This seminar tracks the trajectory of the crowd, from mass to multitude, through a series of classic readings and recent interventions. Students will be responsible for classroom presentations as well as a term paper based on the readings. William Mazzarella. Fri 9:30-12:20

42000. Anthropological Methods. (PQ: Required of 2nd year social/cultural/linguistic anthropology graduate students. Others only with consent of the instructor.) This course provides a critical introduction to the methods of anthropology, paying special attention to topic formation, deployment of theoretical resources, techniques of engagement in "fields," and the politics and ethics of fieldwork and ethnographic knowledge production. Our approach will combine readings in critical anthropology relevant to methodological practice with workshop-style demonstrations of particular techniques for gathering and analyzing field material. The limits and powers of ethnography (broadly construed) will be explored through exploratory engagement with students' ongoing projects and a few examples of anthropological writing. This course is intended to help students develop the tools needed to develop their own research objects and strategies while reflecting critically on anthropology as a practice.
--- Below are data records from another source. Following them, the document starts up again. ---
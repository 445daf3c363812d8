// src/services/search.rs

//! Client-side filtering, sorting and pagination of job postings.
//!
//! The engine never performs I/O: it works over a collection that is already
//! cached. Malformed criteria are recovered by falling back to defaults and
//! every recovery is reported in [`SearchResults::adjustments`].

use std::cmp::Ordering;

use serde::Serialize;

use super::TechnologyTagger;
use crate::models::{
    ExperienceLevel, FilterCriteria, JobPosting, JobType, SortKey, SortOrder, non_blank,
};

/// A posting annotated with its technology tags.
#[derive(Debug, Clone, PartialEq, Serialize)]
pub struct TaggedPosting {
    #[serde(flatten)]
    pub posting: JobPosting,
    pub technologies: Vec<String>,
}

/// One page of a filtered, sorted collection.
#[derive(Debug, Clone, PartialEq, Serialize)]
pub struct SearchResults {
    pub items: Vec<TaggedPosting>,
    /// Size of the whole filtered set
    pub total: usize,
    /// 1-indexed page actually returned
    pub page: usize,
    pub page_count: usize,
    pub has_next: bool,
    pub has_prev: bool,
    /// Criteria that were malformed and replaced by defaults
    #[serde(skip_serializing_if = "Vec::is_empty")]
    pub adjustments: Vec<String>,
}

/// Criteria after validation.
#[derive(Debug)]
struct Plan {
    q: Option<String>,
    company: Option<String>,
    location: Option<String>,
    technology: Option<String>,
    min_salary: Option<f64>,
    max_salary: Option<f64>,
    job_type: Option<JobType>,
    experience: Option<ExperienceLevel>,
    sort_key: SortKey,
    sort_order: SortOrder,
    adjustments: Vec<String>,
}

impl Plan {
    fn from_criteria(criteria: &FilterCriteria) -> Self {
        let lowered = |value: &Option<String>| non_blank(value).map(str::to_lowercase);
        let mut plan = Plan {
            q: lowered(&criteria.q),
            company: lowered(&criteria.company),
            location: lowered(&criteria.location),
            technology: lowered(&criteria.technology),
            min_salary: criteria.min_salary,
            max_salary: criteria.max_salary,
            job_type: None,
            experience: None,
            sort_key: SortKey::default(),
            sort_order: SortKey::default().natural_order(),
            adjustments: Vec::new(),
        };

        plan.job_type = plan.parse_or_ignore(&criteria.job_type);
        plan.experience = plan.parse_or_ignore(&criteria.experience_level);
        plan.sort_key = plan.parse_or_ignore(&criteria.sort_by).unwrap_or_default();
        let explicit_order = plan.parse_or_ignore(&criteria.sort_order);
        plan.sort_order = explicit_order.unwrap_or(plan.sort_key.natural_order());

        for (name, bound) in [("min_salary", plan.min_salary), ("max_salary", plan.max_salary)] {
            if bound.is_some_and(|v| !v.is_finite() || v < 0.0) {
                plan.adjust(format!("{name} must be a non-negative number; ignored"));
            }
        }
        plan.min_salary = plan.min_salary.filter(|v| v.is_finite() && *v >= 0.0);
        plan.max_salary = plan.max_salary.filter(|v| v.is_finite() && *v >= 0.0);

        if let (Some(min), Some(max)) = (plan.min_salary, plan.max_salary) {
            if min > max {
                plan.adjust(format!(
                    "min_salary {min} exceeds max_salary {max}; salary bounds ignored"
                ));
                plan.min_salary = None;
                plan.max_salary = None;
            }
        }
        plan
    }

    /// Parse an optional enumerated field, recording a recovery on failure.
    fn parse_or_ignore<T>(&mut self, raw: &Option<String>) -> Option<T>
    where
        T: std::str::FromStr<Err = String>,
    {
        let value = non_blank(raw)?;
        match value.parse() {
            Ok(parsed) => Some(parsed),
            Err(reason) => {
                self.adjust(format!("{reason}; ignored"));
                None
            }
        }
    }

    fn adjust(&mut self, message: String) {
        log::warn!("Search criteria adjusted: {}", message);
        self.adjustments.push(message);
    }

    fn matches(&self, posting: &JobPosting) -> bool {
        let contains = |field: &str, needle: &Option<String>| {
            needle
                .as_deref()
                .is_none_or(|n| field.to_lowercase().contains(n))
        };

        let text_match = self.q.as_deref().is_none_or(|q| {
            [&posting.title, &posting.company, &posting.description]
                .iter()
                .any(|field| field.to_lowercase().contains(q))
        });

        text_match
            && contains(&posting.company, &self.company)
            && contains(&posting.location, &self.location)
            && contains(&posting.description, &self.technology)
            && self.matches_salary(posting)
            && self
                .job_type
                .is_none_or(|job_type| posting.job_types().contains(&job_type))
            && self
                .experience
                .is_none_or(|level| posting.experience_level() == level)
    }

    fn matches_salary(&self, posting: &JobPosting) -> bool {
        if self.min_salary.is_none() && self.max_salary.is_none() {
            return true;
        }
        posting
            .salary_range()
            .is_some_and(|range| range.overlaps(self.min_salary, self.max_salary))
    }

    fn compare(&self, a: &JobPosting, b: &JobPosting) -> Ordering {
        let primary = match self.sort_key {
            SortKey::ScrapedAt => a.scraped_at.cmp(&b.scraped_at),
            SortKey::Title => compare_text(&a.title, &b.title),
            SortKey::Company => compare_text(&a.company, &b.company),
            SortKey::Location => compare_text(&a.location, &b.location),
        };
        let primary = match self.sort_order {
            SortOrder::Asc => primary,
            SortOrder::Desc => primary.reverse(),
        };
        primary.then_with(|| a.id.cmp(&b.id))
    }
}

fn compare_text(a: &str, b: &str) -> Ordering {
    a.to_lowercase().cmp(&b.to_lowercase())
}

/// Filter/search engine over cached postings.
#[derive(Debug, Clone)]
pub struct SearchEngine {
    tagger: TechnologyTagger,
    default_page_size: usize,
}

impl SearchEngine {
    pub fn new(tagger: TechnologyTagger, default_page_size: usize) -> Self {
        Self {
            tagger,
            default_page_size: default_page_size.max(1),
        }
    }

    pub fn tagger(&self) -> &TechnologyTagger {
        &self.tagger
    }

    /// Filter `postings` by `criteria`, sort, and return page `page`
    /// (1-indexed) of `page_size` items.
    pub fn search(
        &self,
        postings: &[JobPosting],
        criteria: &FilterCriteria,
        page: usize,
        page_size: usize,
    ) -> SearchResults {
        let mut plan = Plan::from_criteria(criteria);

        let page = if page == 0 {
            plan.adjust("page must be >= 1; using page 1".to_string());
            1
        } else {
            page
        };
        let page_size = if page_size == 0 {
            plan.adjust(format!(
                "page_size must be >= 1; using {}",
                self.default_page_size
            ));
            self.default_page_size
        } else {
            page_size
        };

        let mut matched: Vec<&JobPosting> = postings.iter().filter(|p| plan.matches(p)).collect();
        matched.sort_by(|a, b| plan.compare(a, b));

        let total = matched.len();
        let page_count = total.div_ceil(page_size);
        let items = matched
            .into_iter()
            .skip((page - 1).saturating_mul(page_size))
            .take(page_size)
            .map(|posting| TaggedPosting {
                technologies: self.tagger.tag(posting),
                posting: posting.clone(),
            })
            .collect();

        log::debug!(
            "Search matched {} of {} postings (page {}/{})",
            total,
            postings.len(),
            page,
            page_count
        );

        SearchResults {
            items,
            total,
            page,
            page_count,
            has_next: page < page_count,
            has_prev: page > 1 && page_count > 0,
            adjustments: plan.adjustments,
        }
    }
}

impl Default for SearchEngine {
    fn default() -> Self {
        Self::new(TechnologyTagger::default(), 20)
    }
}
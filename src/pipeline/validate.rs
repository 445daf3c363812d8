// src/pipeline/validate.rs

use std::path::Path;

use crate::config::load_config;
use crate::error::Result;
use crate::models::Config;
use crate::services::MarketData;
use crate::utils::log;

/// Load and validate configuration, printing the effective values.
pub fn run_validate(path: &Path) -> Result<Config> {
    log::header("Validating configuration");

    match load_config(path) {
        Ok(config) => {
            log::success("Configuration OK");
            log::sub_item(&format!("API: {}", config.api.base_url));
            log::sub_item(&format!("Timeout: {}s", config.api.timeout_secs));
            log::sub_item(&format!(
                "Cache: stale after {}s, {} retr(ies) every {}ms",
                config.cache.stale_time_secs, config.cache.max_retries, config.cache.retry_delay_ms
            ));
            log::sub_item(&format!(
                "Search: {} per page, {} offers fetched",
                config.search.page_size, config.search.offers_limit
            ));
            log::sub_item(&format!(
                "Vocabulary: {} technologies",
                config.tagger.technologies.len()
            ));
            Ok(config)
        }
        Err(e) => {
            log::error(&format!("Validation failed: {e}"));
            Err(e)
        }
    }
}

/// Probe the API health endpoint.
pub async fn run_health(market: &MarketData) -> Result<()> {
    log::header("API health");

    let health = market.health().await.inspect_err(|e| {
        log::error(&format!("API unreachable: {e}"));
    })?;
    log::success(&format!("API reachable: {health}"));
    Ok(())
}
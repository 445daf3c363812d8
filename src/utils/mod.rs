//! Utility functions and helpers.

pub mod log;

use chrono::{DateTime, Utc};
use unicode_segmentation::UnicodeSegmentation;

use crate::error::TransportError;
use crate::services::QueryView;

/// Shorten `text` to at most `max` graphemes, ending with `…` when cut.
pub fn truncate(text: &str, max: usize) -> String {
    let graphemes: Vec<&str> = text.graphemes(true).collect();
    if graphemes.len() <= max {
        return text.to_string();
    }
    let keep = max.saturating_sub(1);
    format!("{}…", graphemes[..keep].concat())
}

/// Human-readable age of a timestamp relative to `now`.
pub fn format_age(at: DateTime<Utc>, now: DateTime<Utc>) -> String {
    let secs = (now - at).num_seconds().max(0);
    match secs {
        0..=59 => format!("{secs}s ago"),
        60..=3599 => format!("{}m ago", secs / 60),
        3600..=86_399 => format!("{}h ago", secs / 3600),
        _ => format!("{}d ago", secs / 86_400),
    }
}

/// Report the state of `view` and return its data, or the error when there
/// is nothing to show.
pub fn settle<T>(label: &str, view: QueryView<T>) -> Result<std::sync::Arc<T>, TransportError> {
    log::view(label, &view);
    view.into_result()
}
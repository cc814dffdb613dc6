//! Cryptographic primitives for the relay.
//!
//! This module provides:
//! - Secret/IV generation over a printable alphabet
//! - AES-CBC encryption with PKCS#7 padding, base64 encoded
//!
//! There is no authentication tag: the upstream push service expects plain
//! CBC ciphertext, so integrity is not provided at this layer.

pub mod cipher;
pub mod secret;

pub use cipher::{decrypt_from_base64, encrypt_to_base64, is_valid_key_length, BLOCK_SIZE};
pub use secret::{generate_secret, SECRET_ALPHABET};

use thiserror::Error;

/// Errors that can occur in cryptographic operations
#[derive(Error, Debug)]
pub enum CryptoError {
    #[error("Invalid key length: expected 16, 24 or 32 bytes, got {0}")]
    InvalidKeyLength(usize),

    #[error("Invalid IV length: expected {expected}, got {got}")]
    InvalidIvLength { expected: usize, got: usize },

    #[error("Invalid length: {0}")]
    InvalidLength(String),

    #[error("Random number generation failed: {0}")]
    Entropy(String),

    #[error("Decryption failed: {0}")]
    DecryptionFailed(String),
}

/// Result type for crypto operations
pub type Result<T> = std::result::Result<T, CryptoError>;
Judith Farquhar. Mon 9:30-12:20

42910. Anthropology of Media. Media are profoundly transforming the ways in which people perceive and interact with their surroundings. This course introduces students to anthropological approaches to the study of the production, circulation, and reception of media, tacking between theoretical approaches and ethnographic studies with an eye towards the tricky issue of identifying methods through which to study media practices. Anthropological approaches to media have considered their effects on the transformation of space-time relations, the shaping of political identities, and the constitution of complex (social, political, economic, institutional, and/or creative) connections among people and groups. Anthropologists have analyzed the possibilities and limitations offered by media such as the voice, photography, television, radio, cassette tapes, videotapes, newspapers, advertising, and the Internet as they are mobilized in distinct settings. Focusing on research on materiality & place, the state & globalization, and religion & selfhood, we will analyze the co-determinate relationships among institutional structures, technological developments, and social and political contexts of diverse kinds of media practice. Amahl Bishara. Mon 12:30-3:20

45110. Global Intimacies (=HUDV 42215) Filipina nannies who leave their children at home and move to the United States to care for other peoples children. Young women (and men) who provide sex to tourists in the Dominican Republic. Women in Russia, Latin America and throughout Africa who go on the Internet to try and find husbands. The growing sense that youth in many parts of the world are increasingly implicated in violence, in part because they find themselves unable to project themselves into the future they want to achieve. All of these examples suggest that globalization is as much about the reorganization of intimacy as it is about the reorganization of space, time, and production: clearly the two are intertwined.
The goal of this class is to interrogate the links between globalization and intimate social relations of various kindswe focus particularly on ethnographies about romance/sex/trade one the one hand, and youth and familial parent/child relationships on the other. In so doing, I am aware that we run the risk of casting our net too broadly, and that it could be argued that Internet marriage and studies of youth are totally unrelated. However, I would argue that this is not in fact the case, and that the study of youth and the study of sexual intimacy are interwoven in complicated ways, offering two key sites through which to think about the relationship of globalization to intimate social relations. Readings include Tsing's Friction: An Ethnography of Global Connection, Povinelli's The Empire of Love, and Rofel's Desiring China, among others. Jennifer Cole. Thurs 1:30-4:20.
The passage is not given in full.